Towards Accurate and Interpretable Time-series Forecasting: A Polynomial Learning Approach
Bo Liu, Shao-Bo Lin, Changmiao Wang, Xiaotong Liu

TL;DR
This paper introduces an interpretable polynomial learning method for time-series forecasting that balances accuracy and interpretability by modeling feature interactions explicitly, demonstrated on financial and sensor data.
Contribution
The proposed IPL method explicitly models feature interactions with polynomials, enhancing interpretability while maintaining high accuracy in time-series forecasting.
Findings
IPL achieves high prediction accuracy on simulated and Bitcoin data.
IPL provides feature-level interpretability and effective early warning signals.

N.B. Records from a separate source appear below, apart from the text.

//! Resource metadata shared by all manifest kinds

use std::collections::BTreeMap;

use serde::{Deserialize, Serialize};

/// Identity and bookkeeping carried by every resource.
#[derive(Debug, Clone, Default, PartialEq, Serialize, Deserialize)]
#[serde(rename_all = "camelCase")]
pub struct ObjectMeta {
    /// Resource name. Absent on synthesized scans, which carry
    /// `generate_name` instead.
    #[serde(default, skip_serializing_if = "Option::is_none")]
    pub name: Option<String>,
    /// Name prefix; the resource creator appends a unique suffix.
    #[serde(default, skip_serializing_if = "Option::is_none")]
    pub generate_name: Option<String>,
    /// Unique id assigned by the resource store.
    #[serde(default, skip_serializing_if = "Option::is_none")]
    pub uid: Option<String>,
    #[serde(default, skip_serializing_if = "BTreeMap::is_empty")]
    pub labels: BTreeMap<String, String>,
    #[serde(default, skip_serializing_if = "BTreeMap::is_empty")]
    pub annotations: BTreeMap<String, String>,
    #[serde(default, skip_serializing_if = "Vec::is_empty")]
    pub owner_references: Vec<OwnerReference>,
}

impl ObjectMeta {
    /// Metadata with only a name set.
    pub fn named(name: impl Into<String>) -> Self {
        Self {
            name: Some(name.into()),
            ..Self::default()
        }
    }
}

/// Reference tying a resource to the owner it is garbage-collected with.
#[derive(Debug, Clone, PartialEq, Serialize, Deserialize)]
#[serde(rename_all = "camelCase")]
pub struct OwnerReference {
    pub api_version: String,
    pub kind: String,
    pub name: String,
    #[serde(default, skip_serializing_if = "Option::is_none")]
    pub uid: Option<String>,
    /// The owner cannot be deleted while this reference exists.
    #[serde(default)]
    pub block_owner_deletion: bool,
    /// The owner is the managing controller of this resource.
    #[serde(default)]
    pub controller: bool,
}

Experiments show IPL outperforms existing explainability methods in interpretability and efficiency.
Abstract
Time series forecasting enables early warning and has driven asset performance management from traditional planned maintenance to predictive maintenance. However, the lack of interpretability in forecasting methods undermines users' trust and complicates debugging for developers. Consequently, interpretable time-series forecasting has attracted increasing research attention. Nevertheless, existing methods suffer from several limitations, including insufficient modeling of temporal dependencies, lack of feature-level interpretability to support early warning, and difficulty in simultaneously achieving the accuracy and interpretability. This paper proposes the interpretable polynomial learning (IPL) method, which integrates interpretability into the model structure by explicitly modeling original features and their interactions of arbitrary order through polynomial representations. This…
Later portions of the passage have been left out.